Also... I've got about a dozen ruby-throated hummingbirds mobbing the one 4-place feeder. They are sucking down half a quart of nectar a day now - the red-trumpet flowers and honeysuckle must be letting up. But sometimes two hummingbirds will suck from the same floret on the feeder. One will come hover in from the bottom and the other will hover above that one. I wonder what happens when their tongues touch while lapping it up? Is that Hoosier kissing for a hummingbird?

I better see if I have that other feeder around....

------------------

Are the Macintosh Apples Getting Ripe?

It was late August and I was walking down the length of the family-room/kitchen and you can look through the doorway to the laundry room and out the laundry room window to our side yard and mini-orchard. The Macintosh apples are getting rosey red and I've been wondering about their ripeness, though I know that they won't be ready until the second week of September or so. So to my surprise, I just catch sight of a rosey-red Macintosh tumble to the ground and come to a rest. And I think to myself, 'well, maybe I should go get that apple and see how they are coming along.'

So I was keeping my eye on the apple as I continued my walk towards the laundry room. And then to my surprise I see the apple bounce! Bounce? How can it bounce after it had come to a rest below the tree? But then it bounced again! And again! And again!! And then it did a very unapple-like thing, it flew off!!

I started laughing my head off at myself; my Macintosh apple was a red-breasted robin....

-----------------

Wildlife Notes for this Labor Day...

For two days in a row a blue-tailed skink has climbed up the chimney just outside of the sliding glass doors to the patio and within view of where I sit at the computer. I wonder what it finds up there? I guess what I call a blue-tailed skink is more properly called a five-lined skink. Just like the red-headed lizards that I see around the house are more properly called a broadhead skink, though they are known also as a "red-headed scorpion!" I don't know how a person could confuse a blue-tailed... excuse me... five-lined skink with a red-headed, broadhead skink. That blue tail is pretty bright on the skinks we have and the red-heads, excuse me again, the broad heads are just that - broader in head and body and a duller, less-irridescant color.

Yesterday we watched the doe, a yearling and the fawn walk out of the woods were the lawn and cornfield meet it at the salt block. They walked up the hill beside the house and out to the orchard where the doe and yearling began to chow down on some dropped apples. The fawn had another idea and it was racing around the orchard, quickly darting back and forth. The fawn's antics got to be contagious after a while and the yearling and doe joined in the game, though to a lesser degree. But they all sure looked as if they were having fun. The doe even kicked up her back heals bucking like a donkey and with her head down, playing at butting the yearling. That might have been a bit of mothering, trying to drive away the yearling. All the while the fawn was doing wind-sprints in the lawn from the edge of one woods to the other. It might have been the family's Labor Day vacation!
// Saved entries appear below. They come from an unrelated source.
//! CLI side of the device flow: start a login, poll until approved, keep the key.

pub mod credentials;

pub use credentials::{CredentialStore, FileCredentialStore, StoredCredential};

use std::time::Duration as StdDuration;

use reqwest::StatusCode;
use serde::de::DeserializeOwned;
use tokio::time::Instant;
use tracing::{debug, warn};

use crate::device::{
    ApproveRequest, ApproveResponse, ErrorBody, ErrorCode, IssuedKey, PollOutcome, PollRequest,
    PollResponse, StartRequest, StartResponse,
};
use crate::error::{KeygateError, Result};

/// HTTP client for a keygate server.
///
/// # Example
/// ```no_run
/// use keygate::client::LoginClient;
///
/// # async fn run() -> keygate::error::Result<()> {
/// let client = LoginClient::new("http://127.0.0.1:8787");
/// let session = client.start(Some("laptop")).await?;
/// println!("Open {} and enter {}", session.verification_uri, session.user_code);
/// let key = client.wait_for_key(&session).await?;
/// # let _ = key;
/// # Ok(())
/// # }
/// ```
#[derive(Debug, Clone)]
pub struct LoginClient {
    client: reqwest::Client,
    base_url: String,
    min_interval: StdDuration,
}

impl LoginClient {
    pub fn new(base_url: impl Into<String>) -> Self {
        let base_url: String = base_url.into();
        Self {
            client: reqwest::Client::new(),
            base_url: base_url.trim_end_matches('/').to_string(),
            min_interval: StdDuration::from_secs(1),
        }
    }

    pub fn with_http_client(mut self, client: reqwest::Client) -> Self {
        self.client = client;
        self
    }

    /// Lower bound for the wait between polls. The server's interval wins when larger.
    pub fn with_min_interval(mut self, interval: StdDuration) -> Self {
        self.min_interval = interval;
        self
    }

    pub fn base_url(&self) -> &str {
        &self.base_url
    }

    pub async fn start(&self, client_name: Option<&str>) -> Result<StartResponse> {
        let body = StartRequest {
            client_name: client_name.map(str::to_string),
        };
        let resp = self
            .client
            .post(self.url("/device/start"))
            .json(&body)
            .send()
            .await?;
        if !resp.status().is_success() {
            return Err(error_from_response(resp).await);
        }
        Ok(resp.json().await?)
    }

    /// One poll. `invalid_code` is an outcome here, not an error.
    pub async fn poll(&self, device_code: &str) -> Result<PollOutcome> {
        let body = PollRequest {
            device_code: device_code.to_string(),
        };
        let resp = self
            .client
            .post(self.url("/device/poll"))
            .json(&body)
            .send()
            .await?;
        match resp.status() {
            StatusCode::OK | StatusCode::BAD_REQUEST => {
                let parsed: PollResponse = read_json(resp).await?;
                Ok(parsed.into())
            }
            _ => Err(error_from_response(resp).await),
        }
    }

    /// Poll every `interval` seconds until the key arrives or the flow ends.
    ///
    /// Transient failures are retried until the session's `expires_in` elapses.
    pub async fn wait_for_key(&self, session: &StartResponse) -> Result<IssuedKey> {
        let interval = StdDuration::from_secs(session.interval).max(self.min_interval);
        let budget = StdDuration::from_secs(session.expires_in) + interval;
        let deadline = Instant::now() + budget;

        loop {
            tokio::time::sleep(interval).await;
            match self.poll(&session.device_code).await {
                Ok(PollOutcome::Approved { key }) => return Ok(key),
                Ok(outcome) if outcome.is_terminal() => return Err(ended(outcome)),
                Ok(_) => debug!("authorization pending"),
                Err(err) if err.is_retryable() => {
                    warn!(error = %err, "poll failed, retrying");
                }
                Err(err) => return Err(err),
            }
            if Instant::now() >= deadline {
                return Err(KeygateError::Timeout(budget.as_millis() as u64));
            }
        }
    }

    /// Approve a pending login. The server must expose its approval routes.
    pub async fn approve(&self, user_code: &str) -> Result<ApproveResponse> {
        let body = ApproveRequest {
            user_code: user_code.to_string(),
        };
        let resp = self
            .client
            .post(self.url("/device/approve"))
            .json(&body)
            .send()
            .await?;
        if !resp.status().is_success() {
            return Err(error_from_response(resp).await);
        }
        Ok(resp.json().await?)
    }

    fn url(&self, path: &str) -> String {
        format!("{}{path}", self.base_url)
    }
}

fn ended(outcome: PollOutcome) -> KeygateError {
    let code = match outcome {
        PollOutcome::Consumed => ErrorCode::AlreadyUsed,
        PollOutcome::Expired => ErrorCode::Expired,
        _ => ErrorCode::InvalidCode,
    };
    KeygateError::Flow(code)
}

async fn read_json<T: DeserializeOwned>(resp: reqwest::Response) -> Result<T> {
    let bytes = resp.bytes().await?;
    Ok(serde_json::from_slice(&bytes)?)
}

async fn error_from_response(resp: reqwest::Response) -> KeygateError {
    let status = resp.status();
    let text = resp.text().await.unwrap_or_default();
    let code = serde_json::from_str::<ErrorBody>(&text)
        .ok()
        .map(|body| body.error);
    let message = match code {
        Some(code) => code.to_string(),
        None if text.is_empty() => status.to_string(),
        None => text,
    };
    KeygateError::Api {
        status: status.as_u16(),
        message,
        code,
    }
}

#[cfg(test)]
mod tests {
    use super::*;

    #[test]
    fn ended_flows_map_to_error_codes() {
        assert!(matches!(
            ended(PollOutcome::Consumed),
            KeygateError::Flow(ErrorCode::AlreadyUsed)
        ));
        assert!(matches!(
            ended(PollOutcome::Expired),
            KeygateError::Flow(ErrorCode::Expired)
        ));
        assert!(matches!(
            ended(PollOutcome::InvalidCode),
            KeygateError::Flow(ErrorCode::InvalidCode)
        ));
    }

    #[test]
    fn base_url_drops_trailing_slash() {
        let client = LoginClient::new("http://localhost:8787/");
        assert_eq!(client.base_url(), "http://localhost:8787");
        assert_eq!(client.url("/device/poll"), "http://localhost:8787/device/poll");
    }
}
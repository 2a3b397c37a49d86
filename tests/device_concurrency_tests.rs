mod device_support;

use std::sync::{Arc, Barrier};

use chrono::Duration;
use keygate::device::{AuthorizationStatus, DeviceAuthService, ExpiryReaper, PollOutcome};

use device_support::{file_service, memory_service};

const RACERS: usize = 16;

/// Fire `RACERS` polls at the same approved request and collect their answers.
async fn race_polls(service: Arc<DeviceAuthService>, device_code: String) -> Vec<PollOutcome> {
    let barrier = Arc::new(Barrier::new(RACERS));
    let handles: Vec<_> = (0..RACERS)
        .map(|_| {
            let service = service.clone();
            let barrier = barrier.clone();
            let device_code = device_code.clone();
            tokio::task::spawn_blocking(move || {
                barrier.wait();
                service.poll(&device_code).unwrap()
            })
        })
        .collect();

    let mut outcomes = Vec::with_capacity(RACERS);
    for handle in handles {
        outcomes.push(handle.await.unwrap());
    }
    outcomes
}

fn assert_single_delivery(outcomes: &[PollOutcome]) {
    let approved = outcomes
        .iter()
        .filter(|o| matches!(o, PollOutcome::Approved { .. }))
        .count();
    let consumed = outcomes
        .iter()
        .filter(|o| **o == PollOutcome::Consumed)
        .count();
    assert_eq!(approved, 1, "outcomes: {outcomes:?}");
    assert_eq!(consumed, RACERS - 1, "outcomes: {outcomes:?}");
}

#[tokio::test(flavor = "multi_thread", worker_threads = 4)]
async fn concurrent_polls_deliver_exactly_once_in_memory() {
    let (_clock, service) = memory_service();
    let service = Arc::new(service);
    let started = service.start(Some("racer")).unwrap();
    service.approve(&started.user_code).unwrap();

    let outcomes = race_polls(service, started.device_code).await;
    assert_single_delivery(&outcomes);
}

#[tokio::test(flavor = "multi_thread", worker_threads = 4)]
async fn concurrent_polls_deliver_exactly_once_on_disk() {
    let (_dir, _clock, service) = file_service();
    let service = Arc::new(service);
    let started = service.start(Some("racer")).unwrap();
    service.approve(&started.user_code).unwrap();

    let outcomes = race_polls(service, started.device_code).await;
    assert_single_delivery(&outcomes);
}

#[tokio::test(flavor = "multi_thread", worker_threads = 4)]
async fn concurrent_approvals_mint_one_key() {
    let (_clock, service) = memory_service();
    let service = Arc::new(service);
    let started = service.start(None).unwrap();

    let barrier = Arc::new(Barrier::new(RACERS));
    let handles: Vec<_> = (0..RACERS)
        .map(|_| {
            let service = service.clone();
            let barrier = barrier.clone();
            let user_code = started.user_code.clone();
            tokio::task::spawn_blocking(move || {
                barrier.wait();
                service.approve(&user_code).is_ok()
            })
        })
        .collect();

    let mut successes = 0;
    for handle in handles {
        if handle.await.unwrap() {
            successes += 1;
        }
    }
    assert_eq!(successes, 1);
    assert!(matches!(
        service.poll(&started.device_code).unwrap(),
        PollOutcome::Approved { .. }
    ));
}

#[tokio::test(flavor = "multi_thread", worker_threads = 4)]
async fn unrelated_flows_do_not_interfere() {
    let (_clock, service) = memory_service();
    let service = Arc::new(service);

    let handles: Vec<_> = (0..RACERS)
        .map(|i| {
            let service = service.clone();
            tokio::task::spawn_blocking(move || {
                let started = service.start(Some(&format!("client-{i}"))).unwrap();
                service.approve(&started.user_code).unwrap();
                service.poll(&started.device_code).unwrap()
            })
        })
        .collect();

    for handle in handles {
        assert!(matches!(
            handle.await.unwrap(),
            PollOutcome::Approved { .. }
        ));
    }
}

#[tokio::test(flavor = "multi_thread", worker_threads = 4)]
async fn reaper_racing_polls_never_double_delivers() {
    let (_clock, service) = memory_service();
    let service = Arc::new(service);
    let started = service.start(Some("racer")).unwrap();
    service.approve(&started.user_code).unwrap();

    let record = service.store().get(&started.device_code).unwrap().unwrap();
    let sweep_time = record.expires_at + Duration::seconds(1);
    let reaper = ExpiryReaper::new(service.store().clone());

    // The polls run at the service clock (before expiry); the sweep runs past it.
    let barrier = Arc::new(Barrier::new(RACERS + 1));
    let sweeper = {
        let barrier = barrier.clone();
        tokio::task::spawn_blocking(move || {
            barrier.wait();
            reaper.sweep_at(sweep_time).unwrap()
        })
    };
    let polls: Vec<_> = (0..RACERS)
        .map(|_| {
            let service = service.clone();
            let barrier = barrier.clone();
            let device_code = started.device_code.clone();
            tokio::task::spawn_blocking(move || {
                barrier.wait();
                service.poll(&device_code).unwrap()
            })
        })
        .collect();

    let mut outcomes = Vec::with_capacity(RACERS);
    for handle in polls {
        outcomes.push(handle.await.unwrap());
    }
    let report = sweeper.await.unwrap();

    let approved = outcomes
        .iter()
        .filter(|o| matches!(o, PollOutcome::Approved { .. }))
        .count();
    assert!(approved <= 1, "outcomes: {outcomes:?}");
    assert!(
        outcomes.iter().all(|o| matches!(
            o,
            PollOutcome::Approved { .. } | PollOutcome::Consumed | PollOutcome::Expired
        )),
        "outcomes: {outcomes:?}"
    );

    let stored = service.store().get(&started.device_code).unwrap().unwrap();
    assert!(stored.status.is_terminal());
    match stored.status {
        AuthorizationStatus::Consumed => {
            assert_eq!(approved, 1);
            assert_eq!(report.expired, 0);
        }
        AuthorizationStatus::Expired => {
            assert_eq!(approved, 0);
            assert_eq!(report.expired, 1);
            assert!(stored.issued_key.is_none());
        }
        other => panic!("expected a terminal status, got {other}"),
    }
}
But today I caught sight of the doe and yearling down along the cornfield. They were nibbling on grass in the lawn and every so often the doe would try an ear of drying corn. But the fawn was nowhere in sight. Eventually they started up the hill as if they were going to the orchard again. They were picking at browse along the edge of the woods as went and got about a third of the way up the hill. It was then that the doe pricked up her ears and started looking about. Was she looking for her fawn? Perhaps she heard her fawns bleating for her? Whatever it was she quickly made an about face and disappeared into the cornfield along the woods. The yearling soon followed her. So I am wishing the best for the fawn tonight.

------------------

Sometimes You Live.....

I saw the doe and what might have been the fawn out in the orchard just this dusk, two days from when I saw the doe and yearling alone. But they walked behind the one peach tree that is all bushed out - I really have to trim that tree late this winter.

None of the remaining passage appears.